Pinning hopes (and management bandwidth) on big-bang investment deals without addressing underlying operational concerns usually don’t pay off.

6 Failed corporate governance

Corporate governance failures are usually the second or third thing to go wrong. Poor internal controls, ineffective or insufficiently independent risk and compliance teams, and outright financial statement fraud mean that serious problems are overlooked, sometimes for years.

Fraud is more often a response to problems (especially where management believes they are in the right and it’s just a matter of time before markets/the cycle/business turns). In select cases, insurers are used as vehicles to instigate fraud as first step

Some boards and shareholders deprioritise good governance.
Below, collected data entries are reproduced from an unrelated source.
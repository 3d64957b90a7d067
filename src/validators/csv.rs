//! CSV validation.
//!
//! A line-oriented scan with quote tracking: delimiters inside quoted fields
//! are not column breaks, and a newline inside quotes continues the current
//! record. Blank lines between records are ignored. Every line is read through
//! a length-limited window, so a file without newlines cannot make the scan
//! buffer more than one line's worth of bytes.

use super::{BoundedReader, ContentInput, ContentValidator, check_declared_size};
use crate::error::{Result, ValidationError};
use crate::mime;
use crate::utils::human_format::format_bytes;
use std::io::{BufRead, BufReader, Read};

pub const DEFAULT_MAX_SIZE: u64 = 100 * 1024 * 1024;
pub const DEFAULT_MAX_ROWS: usize = 1_000_000;
pub const DEFAULT_MAX_COLUMNS: usize = 1000;
pub const DEFAULT_MAX_LINE_LENGTH: usize = 1024 * 1024;

const SUPPORTED: &[&str] = &[
    mime::TEXT_CSV,
    "application/csv",
    "text/comma-separated-values",
];

#[derive(Debug, Clone)]
pub struct CsvValidator {
    pub max_size: u64,
    /// Records, header included
    pub max_rows: usize,
    pub max_columns: usize,
    /// Bytes per physical line, line terminator excluded
    pub max_line_length: usize,
    pub delimiter: u8,
    pub require_utf8: bool,
}

impl Default for CsvValidator {
    fn default() -> Self {
        Self::new()
    }
}

impl CsvValidator {
    #[must_use]
    pub const fn new() -> Self {
        Self {
            max_size: DEFAULT_MAX_SIZE,
            max_rows: DEFAULT_MAX_ROWS,
            max_columns: DEFAULT_MAX_COLUMNS,
            max_line_length: DEFAULT_MAX_LINE_LENGTH,
            delimiter: b',',
            require_utf8: true,
        }
    }

    #[must_use]
    pub const fn with_max_size(mut self, bytes: u64) -> Self {
        self.max_size = bytes;
        self
    }

    #[must_use]
    pub const fn with_max_rows(mut self, rows: usize) -> Self {
        self.max_rows = rows;
        self
    }

    #[must_use]
    pub const fn with_max_columns(mut self, columns: usize) -> Self {
        self.max_columns = columns;
        self
    }

    #[must_use]
    pub const fn with_max_line_length(mut self, bytes: usize) -> Self {
        self.max_line_length = bytes;
        self
    }

    #[must_use]
    pub const fn with_delimiter(mut self, delimiter: u8) -> Self {
        self.delimiter = delimiter;
        self
    }

    #[must_use]
    pub const fn require_utf8(mut self, require: bool) -> Self {
        self.require_utf8 = require;
        self
    }

    fn scan<R: BufRead>(&self, mut reader: R) -> Result<usize> {
        let mut line = Vec::new();
        let mut line_no = 0usize;
        let mut rows = 0usize;
        let mut columns = 1usize;
        let mut in_quotes = false;

        loop {
            line.clear();
            let read = (&mut reader)
                .take(self.max_line_length as u64 + 1)
                .read_until(b'\n', &mut line)
                .map_err(|e| ValidationError::content(format!("CSV rejected: {e}")))?;
            if read == 0 {
                break;
            }
            line_no += 1;

            let content = strip_line_ending(&line);
            if content.len() > self.max_line_length {
                return Err(ValidationError::content(format!(
                    "CSV line {line_no} exceeds maximum length of {}",
                    format_bytes(self.max_line_length as u64)
                )));
            }
            if self.require_utf8 && std::str::from_utf8(content).is_err() {
                return Err(ValidationError::content(format!(
                    "CSV line {line_no} is not valid UTF-8"
                )));
            }
            if content.is_empty() && !in_quotes {
                continue;
            }

            for &byte in content {
                if byte == b'"' {
                    in_quotes = !in_quotes;
                } else if byte == self.delimiter && !in_quotes {
                    columns += 1;
                }
            }
            if in_quotes {
                continue;
            }

            if columns > self.max_columns {
                return Err(ValidationError::content(format!(
                    "CSV line {line_no} has {columns} columns, maximum is {}",
                    self.max_columns
                )));
            }
            rows += 1;
            if rows > self.max_rows {
                return Err(ValidationError::content(format!(
                    "CSV has more than {} rows",
                    self.max_rows
                )));
            }
            columns = 1;
        }

        if in_quotes {
            return Err(ValidationError::content(
                "CSV ends inside a quoted field",
            ));
        }
        if rows == 0 {
            return Err(ValidationError::content("CSV file is empty"));
        }
        Ok(rows)
    }
}

impl ContentValidator for CsvValidator {
    fn validate(&self, input: ContentInput<'_>, declared_size: u64) -> Result<()> {
        check_declared_size(declared_size, self.max_size, "CSV file")?;
        let reader = BufReader::new(BoundedReader::new(input.into_reader(), self.max_size));
        self.scan(reader).map(|_| ())
    }

    fn supported_mime_types(&self) -> &'static [&'static str] {
        SUPPORTED
    }

    fn name(&self) -> &'static str {
        "csv"
    }
}

fn strip_line_ending(line: &[u8]) -> &[u8] {
    let line = line.strip_suffix(b"\n").unwrap_or(line);
    line.strip_suffix(b"\r").unwrap_or(line)
}

#[cfg(test)]
mod tests {
    use super::*;
    use std::io::Cursor;

    fn validate(validator: &CsvValidator, data: &[u8]) -> Result<()> {
        let mut cursor = Cursor::new(data);
        validator.validate(ContentInput::seekable(&mut cursor), data.len() as u64)
    }

    fn rows(n: usize) -> String {
        (0..n).map(|i| format!("{i},value\n")).collect()
    }

    #[test]
    fn test_row_boundary() {
        let validator = CsvValidator::new().with_max_rows(5);
        assert!(validate(&validator, rows(5).as_bytes()).is_ok());
        let err = validate(&validator, rows(6).as_bytes()).unwrap_err();
        assert!(err.message().contains("more than 5 rows"));
    }

    #[test]
    fn test_empty_and_blank() {
        assert!(validate(&CsvValidator::new(), b"").is_err());
        assert!(validate(&CsvValidator::new(), b"\n\r\n\n").is_err());
    }

    #[test]
    fn test_quoted_fields() {
        let data = b"name,comment\nalice,\"hello, world\"\nbob,\"multi\nline, text\"\n";
        let validator = CsvValidator::new().with_max_columns(2).with_max_rows(3);
        assert!(validate(&validator, data).is_ok());
        assert_eq!(
            validator.scan(BufReader::new(&data[..])).unwrap(),
            3
        );

        let err = validate(&CsvValidator::new(), b"a,\"unterminated\n").unwrap_err();
        assert!(err.message().contains("quoted field"));
    }

    #[test]
    fn test_column_limit() {
        let validator = CsvValidator::new().with_max_columns(3);
        assert!(validate(&validator, b"a,b,c\n").is_ok());
        let err = validate(&validator, b"a,b,c,d\n").unwrap_err();
        assert!(err.message().contains("4 columns"));
    }

    #[test]
    fn test_line_length_and_utf8() {
        let validator = CsvValidator::new().with_max_line_length(8);
        assert!(validate(&validator, b"12345678\r\n").is_ok());
        assert!(validate(&validator, b"123456789\n").is_err());

        let err = validate(&CsvValidator::new(), b"caf\xE9,1\n").unwrap_err();
        assert!(err.message().contains("UTF-8"));
        assert!(validate(&CsvValidator::new().require_utf8(false), b"caf\xE9,1\n").is_ok());
    }

    #[test]
    fn test_custom_delimiter() {
        let validator = CsvValidator::new().with_delimiter(b';').with_max_columns(2);
        assert!(validate(&validator, b"a;b\nc,d;e\n").is_ok());
    }
}
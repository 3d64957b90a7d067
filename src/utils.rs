//! Utility helpers shared across the crate.

pub mod human_format;
//! Error types for upload validation.
//!
//! Every rejected upload maps onto one of five stable kinds (size, MIME,
//! filename, extension, content). Cancellation and I/O failures while opening
//! content are reported separately so callers can tell a policy rejection apart
//! from an aborted or broken call.

use serde::{Deserialize, Serialize};
use std::fmt;

/// Result type for validation operations.
pub type Result<T> = std::result::Result<T, ValidationError>;

/// The five rejection categories.
#[derive(Debug, Clone, Copy, PartialEq, Eq, Hash, Serialize, Deserialize)]
#[serde(rename_all = "snake_case")]
pub enum ErrorKind {
    Size,
    Mime,
    FileName,
    Extension,
    Content,
}

impl fmt::Display for ErrorKind {
    fn fmt(&self, f: &mut fmt::Formatter<'_>) -> fmt::Result {
        let name = match self {
            Self::Size => "size",
            Self::Mime => "mime",
            Self::FileName => "filename",
            Self::Extension => "extension",
            Self::Content => "content",
        };
        f.write_str(name)
    }
}

/// Errors produced while validating an upload.
#[derive(Debug, thiserror::Error)]
pub enum ValidationError {
    /// Declared size outside the configured bounds
    #[error("Size validation failed: {message}")]
    Size { message: String },

    /// Detected type not accepted, or inconsistent with the filename
    #[error("MIME validation failed: {message}")]
    Mime { message: String },

    /// Filename empty, too long, or matching a dangerous pattern
    #[error("Filename validation failed: {message}")]
    FileName { message: String },

    /// Extension missing, blocked, or not on the allow list
    #[error("Extension validation failed: {message}")]
    Extension { message: String },

    /// Structural or resource-bound violation found inside the content
    #[error("Content validation failed: {message}")]
    Content { message: String },

    /// The caller cancelled the validation
    #[error("Validation cancelled")]
    Cancelled,

    /// Content could not be opened or read
    #[error("I/O error: {0}")]
    Io(#[from] std::io::Error),
}

impl ValidationError {
    /// Create a size error
    pub fn size<S: Into<String>>(message: S) -> Self {
        Self::Size {
            message: message.into(),
        }
    }

    /// Create a MIME error
    pub fn mime<S: Into<String>>(message: S) -> Self {
        Self::Mime {
            message: message.into(),
        }
    }

    /// Create a filename error
    pub fn file_name<S: Into<String>>(message: S) -> Self {
        Self::FileName {
            message: message.into(),
        }
    }

    /// Create an extension error
    pub fn extension<S: Into<String>>(message: S) -> Self {
        Self::Extension {
            message: message.into(),
        }
    }

    /// Create a content error
    pub fn content<S: Into<String>>(message: S) -> Self {
        Self::Content {
            message: message.into(),
        }
    }

    /// The taxonomy kind, or `None` for cancellation and I/O failures.
    #[must_use]
    pub const fn kind(&self) -> Option<ErrorKind> {
        match self {
            Self::Size { .. } => Some(ErrorKind::Size),
            Self::Mime { .. } => Some(ErrorKind::Mime),
            Self::FileName { .. } => Some(ErrorKind::FileName),
            Self::Extension { .. } => Some(ErrorKind::Extension),
            Self::Content { .. } => Some(ErrorKind::Content),
            Self::Cancelled | Self::Io(_) => None,
        }
    }

    /// The bare message without the category prefix.
    #[must_use]
    pub fn message(&self) -> String {
        match self {
            Self::Size { message }
            | Self::Mime { message }
            | Self::FileName { message }
            | Self::Extension { message }
            | Self::Content { message } => message.clone(),
            Self::Cancelled => "validation cancelled".to_string(),
            Self::Io(e) => e.to_string(),
        }
    }

    #[must_use]
    pub const fn is_size_error(&self) -> bool {
        matches!(self, Self::Size { .. })
    }

    #[must_use]
    pub const fn is_mime_error(&self) -> bool {
        matches!(self, Self::Mime { .. })
    }

    #[must_use]
    pub const fn is_filename_error(&self) -> bool {
        matches!(self, Self::FileName { .. })
    }

    #[must_use]
    pub const fn is_extension_error(&self) -> bool {
        matches!(self, Self::Extension { .. })
    }

    #[must_use]
    pub const fn is_content_error(&self) -> bool {
        matches!(self, Self::Content { .. })
    }

    #[must_use]
    pub const fn is_cancelled(&self) -> bool {
        matches!(self, Self::Cancelled)
    }
}

#[cfg(test)]
mod tests {
    use super::*;

    #[test]
    fn test_kind_predicates() {
        let err = ValidationError::content("compression ratio 512:1 exceeds maximum 100:1");
        assert!(err.is_content_error());
        assert!(!err.is_size_error());
        assert_eq!(err.kind(), Some(ErrorKind::Content));
        assert_eq!(
            err.to_string(),
            "Content validation failed: compression ratio 512:1 exceeds maximum 100:1"
        );
        assert_eq!(err.message(), "compression ratio 512:1 exceeds maximum 100:1");
    }

    #[test]
    fn test_non_taxonomy_errors_have_no_kind() {
        assert_eq!(ValidationError::Cancelled.kind(), None);
        assert!(ValidationError::Cancelled.is_cancelled());

        let io = ValidationError::from(std::io::Error::other("disk gone"));
        assert_eq!(io.kind(), None);
        assert!(!io.is_content_error());
    }

    #[test]
    fn test_error_kind_display() {
        assert_eq!(ErrorKind::FileName.to_string(), "filename");
        assert_eq!(ErrorKind::Mime.to_string(), "mime");
    }
}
When times are good it’s easy to emphasise good governance. What about when governance gets in the way of decisions executives want to make? Or when it raises awkward questions about pet projects? Or where the business is struggling but management is confident they can trade out of the difficulty as long as they are given the space and time?

It’s easy to do the right thing when it doesn’t come with costs.

7 Slow regulatory intervention

Too often, regulatory intervention is too slow and not targeted at the underlying causes. It’s hard to blame the regulator entirely, given the massive opposition to statutory managers and curatorships.

There are many amazing, skilled, and experienced individuals at our regulator. Are there enough? Is the quality and approach consistent? Are they hamstrung by insurers under resourcing their own control functions and lines of defence?

Can anything be done to decrease failure rates?

Having a strong, experienced, and independent actuary who pays close attention to the regulations and guidance is crucial. Your head of actuarial function should provide good advice on business issues. They should also occasionally constrain your options and make you rethink your positions.

A solid, experienced, and independent Head of Actuarial Function goes a long way.

Appropriate risk management and governance practices are defined in multiple different places, and they can all work well enough if followed diligently. Making sure the teams are experienced and skilled and empowered to tell truth to power is rather more difficult.